Social Progress Index (SPI) is a new tool which helps measure the
social progress of people living in a city or country. It provides a
rich framework for measuring the multiple dimensions of social
progress, benchmarking success, and catalyzing greater human
well-being.
Social Progress Index is defined as
The capacity of a society to meet the basic human needs of its
citizens, establish the building blocks that allow citizens and
communities to enhance and sustain the quality of their lives, and
create the conditions for all individuals to reach their full
potential.
2. Figure 1 (Source-[7]) below gives a detail about all the attributes
that define ‘Social Progress Index’.
You can obtain more information about Social Progress Index
from [8] and watch a TED talk about it on [9]. To summarize,
Table 1 gives a list of top 20 countries measured with SPI and
their corresponding GDP’s.
Table 1
RA
NK
COUNTRY SPI GDP RA
NK
COUNTRY SPI GDP
1 New
Zealand
88.24 25,857 11 Austria 85.11 36,200
2 Switzerland 88.19 39,293 12 Germany 84.61 34,819
3 Iceland 88.07 33,880 13 United
Kingdom
84.56 32,671
4 Netherlands 87.37 36,438 14 Japan 84.21 31,425
5 Norway 87.12 47,547 15 Ireland 84.05 36,723
6 Sweden 87.08 34,945 16 United
States
82.77 45,336
7 Canada 86.95 35,936 17 Belgium 82.63 32,639
8 Finland 86.91 31,610 18 Slovenia 81.65 24,483
9 Denmark 86.55 32,363 19 Estonia 81.28 18,927
10 Austrailia 86.10 35,669 20 France 81.11 29,819
As we can see, United States stands 16th according to SPI, though
its GDP is the highest. On the contrary, New Zealand has a GDP
which is far lower than US, but its ranked #1 according to SPI.
This means that people in New Zealand are much happier than
those living in US.
One of the main goals of this paper is to help governments
increase their SPI by giving them a tool to make their citizens
happier, instead of bragging about the growth in GDP.
User information has been diversified across a lot of platforms.
Now with the help of Social Web and Web 2.0, we can try to
merge this user information from different platforms, into one.
For this paper, we will try to collaborate. We can use 2-different
types of models for such cross-system collaborative approaches.
● A centralized approach with standardized models that
can aggregate the distributed user information over
different platforms.
● A decentralized approach where dedicated software
components transfer user information from one
application’s representation into another.

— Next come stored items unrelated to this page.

use crossterm::event as ct;

/// The keys the form reacts to. Everything else arrives as `Other`.
#[derive(Debug, Clone, Copy, PartialEq, Eq, Hash)]
pub enum KeyCode {
    Char(char),
    Enter,
    Tab,
    BackTab,
    Esc,
    Backspace,
    Delete,
    Home,
    End,
    Left,
    Right,
    Up,
    Down,
    Other,
}

#[derive(Debug, Clone, Copy, PartialEq, Eq, Hash, Default)]
pub struct KeyModifiers(u8);

impl KeyModifiers {
    pub const NONE: Self = Self(0);
    pub const SHIFT: Self = Self(1);
    pub const CONTROL: Self = Self(2);
    pub const ALT: Self = Self(4);

    pub fn contains(self, other: Self) -> bool {
        self.0 & other.0 == other.0
    }

    pub fn union(self, other: Self) -> Self {
        Self(self.0 | other.0)
    }
}

#[derive(Debug, Clone, Copy, PartialEq, Eq)]
pub struct KeyEvent {
    pub code: KeyCode,
    pub modifiers: KeyModifiers,
}

impl KeyEvent {
    pub fn new(code: KeyCode, modifiers: KeyModifiers) -> Self {
        Self { code, modifiers }
    }

    pub fn plain(code: KeyCode) -> Self {
        Self::new(code, KeyModifiers::NONE)
    }

    pub fn ctrl(code: KeyCode) -> Self {
        Self::new(code, KeyModifiers::CONTROL)
    }
}

impl From<ct::KeyCode> for KeyCode {
    fn from(code: ct::KeyCode) -> Self {
        match code {
            ct::KeyCode::Char(ch) => Self::Char(ch),
            ct::KeyCode::Enter => Self::Enter,
            ct::KeyCode::Tab => Self::Tab,
            ct::KeyCode::BackTab => Self::BackTab,
            ct::KeyCode::Esc => Self::Esc,
            ct::KeyCode::Backspace => Self::Backspace,
            ct::KeyCode::Delete => Self::Delete,
            ct::KeyCode::Home => Self::Home,
            ct::KeyCode::End => Self::End,
            ct::KeyCode::Left => Self::Left,
            ct::KeyCode::Right => Self::Right,
            ct::KeyCode::Up => Self::Up,
            ct::KeyCode::Down => Self::Down,
            _ => Self::Other,
        }
    }
}

impl From<ct::KeyModifiers> for KeyModifiers {
    fn from(modifiers: ct::KeyModifiers) -> Self {
        [
            (ct::KeyModifiers::SHIFT, Self::SHIFT),
            (ct::KeyModifiers::CONTROL, Self::CONTROL),
            (ct::KeyModifiers::ALT, Self::ALT),
        ]
        .into_iter()
        .filter(|(flag, _)| modifiers.contains(*flag))
        .fold(Self::NONE, |acc, (_, ours)| acc.union(ours))
    }
}

impl From<ct::KeyEvent> for KeyEvent {
    fn from(key: ct::KeyEvent) -> Self {
        Self::new(key.code.into(), key.modifiers.into())
    }
}
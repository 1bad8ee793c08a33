use crate::runtime::app::App;
use crate::terminal::{Terminal, TerminalEvent};
use crate::ui::renderer::Renderer;
use std::io;
use std::time::Duration;

const POLL_INTERVAL: Duration = Duration::from_millis(120);

pub struct Runtime {
    app: App,
    terminal: Terminal,
    renderer: Renderer,
}

impl Runtime {
    pub fn new(app: App, terminal: Terminal) -> Self {
        Self {
            app,
            terminal,
            renderer: Renderer::default(),
        }
    }

    /// Runs until the app asks to exit and returns how many records were
    /// added. The terminal is restored even when the loop fails.
    pub fn run(&mut self) -> io::Result<usize> {
        self.terminal.enter()?;

        let run_result = (|| -> io::Result<()> {
            self.render()?;
            while !self.app.should_exit() {
                let event = self.terminal.poll_event(POLL_INTERVAL)?;
                self.dispatch(event)?;
            }
            Ok(())
        })();

        let exit_result = self.terminal.exit();
        run_result.and(exit_result)?;
        Ok(self.app.added())
    }

    fn dispatch(&mut self, event: TerminalEvent) -> io::Result<()> {
        match event {
            TerminalEvent::Resize(size) => {
                self.terminal.set_size(size);
                self.render()
            }
            TerminalEvent::Key(key) => {
                if self.app.handle_key(key) {
                    self.render()?;
                }
                Ok(())
            }
            TerminalEvent::Idle => Ok(()),
        }
    }

    fn render(&mut self) -> io::Result<()> {
        let form = self.app.form();
        let frame = self.renderer.render(&form.view(), form.caret());
        self.terminal.render_frame(&frame)
    }
}
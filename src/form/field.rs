use std::fmt;

/// The five fields of the movie form, in display order.
#[derive(Debug, Clone, Copy, PartialEq, Eq, Hash)]
pub enum FieldName {
    Title,
    Description,
    ImgUrl,
    ImdbUrl,
    ImdbId,
}

impl FieldName {
    pub const ALL: [FieldName; 5] = [
        FieldName::Title,
        FieldName::Description,
        FieldName::ImgUrl,
        FieldName::ImdbUrl,
        FieldName::ImdbId,
    ];

    /// Key used for the input's `name` and in the emitted record.
    pub fn key(self) -> &'static str {
        match self {
            Self::Title => "title",
            Self::Description => "description",
            Self::ImgUrl => "imgUrl",
            Self::ImdbUrl => "imdbUrl",
            Self::ImdbId => "imdbId",
        }
    }

    pub fn label(self) -> &'static str {
        match self {
            Self::Title => "Title",
            Self::Description => "Description",
            Self::ImgUrl => "Image URL",
            Self::ImdbUrl => "IMDB URL",
            Self::ImdbId => "IMDB ID",
        }
    }

    pub fn test_id(self) -> &'static str {
        match self {
            Self::Title => "movie-title",
            Self::Description => "movie-description",
            Self::ImgUrl => "movie-imgUrl",
            Self::ImdbUrl => "movie-imdbUrl",
            Self::ImdbId => "movie-imdbId",
        }
    }

    pub fn index(self) -> usize {
        self as usize
    }

    pub fn from_test_id(id: &str) -> Option<Self> {
        Self::ALL.into_iter().find(|field| field.test_id() == id)
    }
}

impl fmt::Display for FieldName {
    fn fmt(&self, f: &mut fmt::Formatter<'_>) -> fmt::Result {
        f.write_str(self.key())
    }
}
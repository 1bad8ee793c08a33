pub mod field_input;
pub mod submit_button;
pub mod traits;
pub mod validators;

pub use field_input::{FieldInput, FieldProps};
pub use submit_button::{ButtonProps, SubmitButton};
pub use traits::{InteractionResult, TextAction, Widget, WidgetAction};
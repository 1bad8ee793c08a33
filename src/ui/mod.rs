pub mod element;
pub mod renderer;
pub mod span;
use crate::error::{Error, Result};
use crate::form::movie_form::{DEFAULT_HEADING, DEFAULT_SUBMIT_LABEL};
use crate::form::{MovieForm, MovieRecord};
use crate::terminal::RenderMode;
use serde::Deserialize;
use std::io::ErrorKind;
use std::path::Path;

#[derive(Debug, Clone, Copy, PartialEq, Eq, Default, Deserialize, clap::ValueEnum)]
#[serde(rename_all = "kebab-case")]
pub enum OutputFormat {
    /// One compact JSON object per line.
    #[default]
    Json,
    JsonPretty,
    Yaml,
}

/// Settings read from the YAML config file. Every key is optional.
#[derive(Debug, Clone, PartialEq, Eq, Deserialize)]
#[serde(default, deny_unknown_fields)]
pub struct AppConfig {
    pub heading: String,
    pub submit_label: String,
    pub output: OutputFormat,
    pub exit_after_submit: bool,
    pub render_mode: RenderMode,
}

impl Default for AppConfig {
    fn default() -> Self {
        Self {
            heading: DEFAULT_HEADING.to_string(),
            submit_label: DEFAULT_SUBMIT_LABEL.to_string(),
            output: OutputFormat::default(),
            exit_after_submit: false,
            render_mode: RenderMode::default(),
        }
    }
}

/// Command-line flags that take precedence over the config file.
#[derive(Debug, Clone, Copy, Default)]
pub struct Overrides {
    pub output: Option<OutputFormat>,
    pub once: bool,
    pub inline: bool,
}

impl AppConfig {
    pub fn from_yaml(text: &str) -> std::result::Result<Self, serde_yaml::Error> {
        // An empty document means "all defaults".
        if text.trim().is_empty() {
            return Ok(Self::default());
        }
        serde_yaml::from_str(text)
    }

    pub fn load(path: &Path) -> Result<Self> {
        let text = std::fs::read_to_string(path).map_err(|err| match err.kind() {
            ErrorKind::NotFound => Error::ConfigNotFound {
                path: path.to_path_buf(),
            },
            _ => Error::Io(err),
        })?;
        let config = Self::from_yaml(&text).map_err(|err| Error::ConfigInvalid {
            path: path.to_path_buf(),
            message: err.to_string(),
        })?;
        tracing::debug!(path = %path.display(), ?config, "loaded config");
        Ok(config)
    }

    /// Flags only ever switch behavior on; an absent flag keeps the file value.
    pub fn with_overrides(mut self, overrides: Overrides) -> Self {
        if let Some(format) = overrides.output {
            self.output = format;
        }
        if overrides.once {
            self.exit_after_submit = true;
        }
        if overrides.inline {
            self.render_mode = RenderMode::Inline;
        }
        self
    }

    /// The untouched form as a JSON element tree.
    pub fn snapshot(&self) -> serde_json::Result<String> {
        self.build_form(|_| {}).view().to_json()
    }

    pub fn build_form(&self, on_add: impl FnMut(MovieRecord) + Send + 'static) -> MovieForm {
        MovieForm::new(on_add)
            .with_heading(self.heading.as_str())
            .with_submit_label(self.submit_label.as_str())
    }
}

#[cfg(test)]
mod tests {
    use super::{AppConfig, OutputFormat, Overrides};
    use crate::error::Error;
    use crate::terminal::RenderMode;
    use crate::ui::element::Tag;

    #[test]
    fn empty_document_is_default() {
        assert_eq!(AppConfig::from_yaml("").expect("config"), AppConfig::default());
        assert_eq!(AppConfig::from_yaml("  \n").expect("config"), AppConfig::default());
    }

    #[test]
    fn partial_document_keeps_other_defaults() {
        let config = AppConfig::from_yaml("output: json-pretty\nrender_mode: inline\n").expect("config");
        assert_eq!(config.output, OutputFormat::JsonPretty);
        assert_eq!(config.render_mode, RenderMode::Inline);
        assert_eq!(config.heading, "Add a new movie");
        assert!(!config.exit_after_submit);
    }

    #[test]
    fn unknown_keys_are_rejected() {
        assert!(AppConfig::from_yaml("colour: red\n").is_err());
        assert!(AppConfig::from_yaml("output: xml\n").is_err());
    }

    #[test]
    fn config_labels_reach_the_form() {
        let config = AppConfig::from_yaml("heading: New film\nsubmit_label: Save\n").expect("config");
        let view = config.build_form(|_| {}).view();
        assert_eq!(view.by_tag(Tag::Heading)[0].text(), "New film");
        assert_eq!(view.by_test_id("submit-button").expect("button").text(), "Save");
    }

    #[test]
    fn flags_override_file_values() {
        let file = AppConfig::from_yaml("output: yaml\nexit_after_submit: false\nrender_mode: alt-screen\n")
            .expect("config");
        let config = file.clone().with_overrides(Overrides {
            output: Some(OutputFormat::JsonPretty),
            once: true,
            inline: true,
        });
        assert_eq!(config.output, OutputFormat::JsonPretty);
        assert!(config.exit_after_submit);
        assert_eq!(config.render_mode, RenderMode::Inline);
        assert_eq!(config.heading, file.heading);
    }

    #[test]
    fn absent_flags_keep_file_values() {
        let file = AppConfig::from_yaml("output: yaml\nexit_after_submit: true\nrender_mode: inline\n")
            .expect("config");
        assert_eq!(file.clone().with_overrides(Overrides::default()), file);
    }

    #[test]
    fn snapshot_is_the_initial_element_tree() {
        let config = AppConfig::from_yaml("heading: New film\n").expect("config");
        let json: serde_json::Value =
            serde_json::from_str(&config.snapshot().expect("snapshot")).expect("json");
        assert_eq!(json["tag"], "form");
        assert_eq!(json["attrs"]["data-cy"], "movie-form");
        assert_eq!(json["children"][0]["text"], "New film");
        let button = &json["children"][6];
        assert_eq!(button["attrs"]["data-cy"], "submit-button");
        assert_eq!(button["attrs"]["disabled"], "");
    }

    #[test]
    fn load_reports_missing_and_invalid_files() {
        let dir = std::env::temp_dir().join(format!("movie-form-config-{}", std::process::id()));
        std::fs::create_dir_all(&dir).expect("temp dir");

        let missing = dir.join("missing.yaml");
        assert!(matches!(
            AppConfig::load(&missing),
            Err(Error::ConfigNotFound { .. })
        ));

        let invalid = dir.join("invalid.yaml");
        std::fs::write(&invalid, "exit_after_submit: maybe\n").expect("write");
        assert!(matches!(
            AppConfig::load(&invalid),
            Err(Error::ConfigInvalid { .. })
        ));

        let valid = dir.join("valid.yaml");
        std::fs::write(&valid, "exit_after_submit: true\n").expect("write");
        assert!(AppConfig::load(&valid).expect("config").exit_after_submit);

        let _ = std::fs::remove_dir_all(&dir);
    }
}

In this paper, we will rely on the former model of centralized
approach. Within this centralized approach, two main submodels
exist. The first submodel relies on use of standardized user models
which involved applications must agree on. This involves using
generalized ontologies like General User Modeling Ontology
(GUMO) [1] or Friend-of-a-Friend (FOAF). For this paper we
will rely on the second submodel to build meta-models that allow
defining how application-dependent user data corresponds to user
data from another application. The advantage with this application
is that the application need not be using the same generic user
model as in the first case. The ontology also allows defining
relationships between the data and can be aggregated. So it is
possible to get a set of user-interests from Facebook and merge it
with music related interests from Soundcloud. Though the music
related interest will be a subset of user-interest but will be more
detailed and specific [2].
An assumption regarding this research paper is based on the fact
that the system generated will be used by city governments and
municipalities. Therefore, the governments can obtain required set
of permissions from their citizens in applications like facebook,
twitter, LinkedIn, Xing and Soundcloud. These sets of
permissions are such that it does not violate the user’s privacy.
3. SOCIAL MAPS USING SWUM
For building a successful Social Web User Model (SWUM) based
on various platforms, we first need to analyze what kind of data
we can capture from different social platforms without invading
the privacy of the citizens. Due to the extensive use of OAuth
protocol, many successful web platforms are ready to provide
their own authorization and basic profile information for external
applications. Facebook, twitter, LinkedIn etc are also ready to
provide more data about their users through their API’s to external
applications. Table 2 lists the relevant information that we can
obtain from these various social platforms.
Table 2
Platform Required User Permissions
facebook id,name,gender,locale,user friends(only the friends
living in the same city), email,
user_actions(books,fitness,music,news),
user_activities, user_interests, user_location,
user_education_history
3. Twitter Read tweets from timeline, who you follow
LinkedIn Basic Profile Fields, language fields, skills fields,
certification fields, Education fields, Position
fields
Xing Basic Profile Fields, professional_experience,
active_email
SoundCloud music interests
The above websites are chosen because they provide relevant and
useful information that can collectively be used to recreate a
perfect user model for every citizen. Table 3 provides the
semantics that we can get from each of the platforms.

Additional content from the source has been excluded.